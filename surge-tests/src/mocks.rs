//! Mock slow operations
//!
//! Stand-ins for the backend that let tests observe what reached it, inject
//! failures, hold requests open, or crash a task.

use async_trait::async_trait;
use parking_lot::Mutex;
use std::collections::{HashMap, HashSet};
use std::sync::atomic::{AtomicUsize, Ordering};
use std::sync::Arc;
use std::time::Duration;
use surge_runtime::{OperationError, Payload, SlowOperation};
use tokio::sync::{watch, Semaphore};

fn payload(resource_id: u64) -> Payload {
    Payload {
        resource_id,
        body: format!("resource-{}", resource_id),
    }
}

/// Backend that counts calls per resource and the peak number of calls
/// in progress at once.
///
/// The peak is measured inside the operation, independently of the runner's
/// own tracker, so tests can check what the backend actually saw.
#[derive(Debug)]
pub struct CountingOperation {
    latency: Duration,
    calls: Mutex<HashMap<u64, usize>>,
    in_progress: AtomicUsize,
    peak: AtomicUsize,
}

impl CountingOperation {
    pub fn new(latency: Duration) -> Arc<Self> {
        Arc::new(Self {
            latency,
            calls: Mutex::new(HashMap::new()),
            in_progress: AtomicUsize::new(0),
            peak: AtomicUsize::new(0),
        })
    }

    /// Calls made for one resource
    pub fn calls_for(&self, resource_id: u64) -> usize {
        self.calls.lock().get(&resource_id).copied().unwrap_or(0)
    }

    /// Calls made across all resources
    pub fn total_calls(&self) -> usize {
        self.calls.lock().values().sum()
    }

    /// Highest number of calls in progress at the same time
    pub fn peak_in_progress(&self) -> usize {
        self.peak.load(Ordering::Acquire)
    }

    /// Calls in progress right now
    pub fn in_progress(&self) -> usize {
        self.in_progress.load(Ordering::Acquire)
    }
}

#[async_trait]
impl SlowOperation for CountingOperation {
    async fn invoke(&self, resource_id: u64) -> Result<Payload, OperationError> {
        *self.calls.lock().entry(resource_id).or_default() += 1;
        let depth = self.in_progress.fetch_add(1, Ordering::AcqRel) + 1;
        self.peak.fetch_max(depth, Ordering::AcqRel);

        tokio::time::sleep(self.latency).await;

        self.in_progress.fetch_sub(1, Ordering::AcqRel);
        Ok(payload(resource_id))
    }
}

/// Backend that fails every `every`th call
#[derive(Debug)]
pub struct FlakyOperation {
    latency: Duration,
    every: usize,
    calls: AtomicUsize,
}

impl FlakyOperation {
    pub fn new(latency: Duration, every: usize) -> Arc<Self> {
        Arc::new(Self {
            latency,
            every: every.max(1),
            calls: AtomicUsize::new(0),
        })
    }
}

#[async_trait]
impl SlowOperation for FlakyOperation {
    async fn invoke(&self, resource_id: u64) -> Result<Payload, OperationError> {
        let call = self.calls.fetch_add(1, Ordering::AcqRel) + 1;
        tokio::time::sleep(self.latency).await;

        if call % self.every == 0 {
            return Err(OperationError::new(resource_id, format!("call {} rejected", call)));
        }
        Ok(payload(resource_id))
    }
}

/// Backend that holds every call open until the test releases it
#[derive(Debug)]
pub struct BlockingOperation {
    gate: Semaphore,
    started: watch::Sender<usize>,
}

impl BlockingOperation {
    pub fn new() -> Arc<Self> {
        Arc::new(Self {
            gate: Semaphore::new(0),
            started: watch::Sender::new(0),
        })
    }

    /// Let `count` held calls finish
    pub fn release(&self, count: usize) {
        self.gate.add_permits(count);
    }

    /// Calls that have reached the backend so far
    pub fn started(&self) -> usize {
        *self.started.borrow()
    }

    /// Wait until at least `count` calls have reached the backend
    pub async fn wait_for_started(&self, count: usize) {
        let mut rx = self.started.subscribe();
        // The sender lives in self, so the channel cannot close here.
        let _ = rx.wait_for(|started| *started >= count).await;
    }
}

#[async_trait]
impl SlowOperation for BlockingOperation {
    async fn invoke(&self, resource_id: u64) -> Result<Payload, OperationError> {
        self.started.send_modify(|started| *started += 1);

        match self.gate.acquire().await {
            Ok(permit) => {
                permit.forget();
                Ok(payload(resource_id))
            }
            Err(_) => Err(OperationError::new(resource_id, "backend shut down")),
        }
    }
}

/// Backend that panics for selected resources
#[derive(Debug)]
pub struct PanickingOperation {
    latency: Duration,
    panicking: HashSet<u64>,
}

impl PanickingOperation {
    pub fn new(latency: Duration, panicking: impl IntoIterator<Item = u64>) -> Arc<Self> {
        Arc::new(Self {
            latency,
            panicking: panicking.into_iter().collect(),
        })
    }
}

#[async_trait]
impl SlowOperation for PanickingOperation {
    async fn invoke(&self, resource_id: u64) -> Result<Payload, OperationError> {
        tokio::time::sleep(self.latency).await;

        if self.panicking.contains(&resource_id) {
            panic!("backend crashed on resource {}", resource_id);
        }
        Ok(payload(resource_id))
    }
}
------------
Problem to work on>
Every line from the start of the listing through the line with "use std::time::Duration;" should be reproduced exactly, and no other line.

Output of the task>
filename surge-tests/src/mocks.rs
//! Mock slow operations
//!
//! Stand-ins for the backend that let tests observe what reached it, inject
//! failures, hold requests open, or crash a task.

use async_trait::async_trait;
use parking_lot::Mutex;
use std::collections::{HashMap, HashSet};
use std::sync::atomic::{AtomicUsize, Ordering};
use std::sync::Arc;
use std::time::Duration;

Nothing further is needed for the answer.